Department of Experimental Neurodegeneration, Center for Biostructural Imaging of Neurodegeneration, University Medical Center Göttingen, Göttingen, Germany.
Max Planck Institute for Multidisciplinary Science, Göttingen, Germany.
J Parkinsons Dis. 2024;14(5):917-924. doi: 10.3233/JPD-230104.

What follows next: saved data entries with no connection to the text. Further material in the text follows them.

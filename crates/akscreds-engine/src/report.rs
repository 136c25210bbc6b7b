//! Human-readable rendering of a [`RunReport`].

use std::fmt::Write as _;

use crate::model::{RunReport, RunSummary};

const RULE_WIDTH: usize = 60;

fn rule() -> String {
    "=".repeat(RULE_WIDTH)
}

/// Banner printed before a dry run starts.
#[must_use]
pub fn preview_banner() -> &'static str {
    "Preview mode - showing what would be done. No credentials will be fetched."
}

/// Suggested follow-up commands after a real run.
#[must_use]
pub fn next_steps() -> String {
    [
        "What's next:",
        "  kubectl config get-contexts        # List all contexts",
        "  kubectl config use-context <name>  # Switch to a cluster",
    ]
    .join("\n")
}

/// One-line verdict for the run.
#[must_use]
pub fn verdict(summary: &RunSummary) -> String {
    if summary.dry_run {
        "Preview completed - no changes made".to_string()
    } else if summary.targets_found == 0 {
        "No clusters found".to_string()
    } else if summary.targets_succeeded < summary.targets_found {
        format!("{} cluster(s) had issues", summary.targets_failed())
    } else {
        "All clusters ready to use!".to_string()
    }
}

/// Render the per-subscription table, the totals and the verdict.
#[must_use]
pub fn render_summary(report: &RunReport) -> String {
    let summary = &report.summary;
    let mut out = String::new();

    let _ = writeln!(out, "{}", rule());
    let _ = writeln!(out, "Summary");
    let _ = writeln!(out, "{}", rule());

    for scope in report.scope_summaries() {
        let name = &scope.subscription.display_name;
        let id = &scope.subscription.id;
        if summary.dry_run {
            let _ = writeln!(out, "  {name} ({id}): {} cluster(s) found", scope.targets_found);
        } else {
            let _ = writeln!(
                out,
                "  {name} ({id}): {}/{} cluster(s) configured",
                scope.targets_succeeded, scope.targets_found
            );
        }
    }
    for outcome in report.outcomes().filter(|o| !o.succeeded) {
        let _ = writeln!(
            out,
            "  ✗ {}/{}: {}",
            outcome.cluster.resource_group,
            outcome.cluster.name,
            outcome.failure_reason.as_deref().unwrap_or("unknown error")
        );
    }
    if !report.scopes.is_empty() {
        out.push('\n');
    }

    let _ = writeln!(out, "Subscriptions: {}", summary.scopes_processed);
    let _ = writeln!(out, "Clusters found: {}", summary.targets_found);
    if !summary.dry_run {
        let _ = writeln!(
            out,
            "Configured: {}/{}",
            summary.targets_succeeded, summary.targets_found
        );
    }
    let _ = writeln!(out, "{}", verdict(summary));
    out
}
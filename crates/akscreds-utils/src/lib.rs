//! Foundation utilities shared by the akscreds crates.

pub mod error;
pub mod exit_codes;
pub mod logging;
pub mod types;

Aging is a major risk factor for Parkinson's disease (PD). Genetic mutations account for a small percentage of cases and the majority appears to be sporadic, with yet unclear causes. However, various environmental factors have been linked to an increased risk of developing PD and, therefore, understanding the complex interplay between genetic and environmental factors is crucial for developing effective disease-modifying therapies. Several studies identified a connection between type 2 diabetes (T2DM) and PD. T2DM is characterized by insulin resistance and failure of β-cells to compensate, leading to hyperglycemia and serious comorbidities. Both PD and T2DM share misregulated processes, including mitochondrial dysfunction, oxidative stress, chronic inflammation, altered proteostasis, protein aggregation, and misregulation of glucose metabolism. Chronic or recurring hyperglycemia is a T2DM hallmark and can lead to increased methylglyoxal (MGO) production, which is responsible for protein glycation. Glycation of alpha-synuclein (aSyn), a central player in PD pathogenesis, accelerates the deleterious aSyn effects. Interestingly, MGO blood plasma levels and aSyn glycation are significantly elevated in T2DM patients, suggesting a molecular mechanism underlying the T2DM - PD link. Compared to high constant glucose levels, glycemic variability (fluctuations in blood glucose levels), can be more detrimental for diabetic patients, causing oxidative stress, inflammation, and endothelial damage. Accordingly, it is imperative for future research to prioritize the exploration of glucose variability's influence on PD development and progression. This involves moving beyond the binary classification of patients as diabetic or non-diabetic, aiming to pave the way for the development of enhanced therapeutic interventions.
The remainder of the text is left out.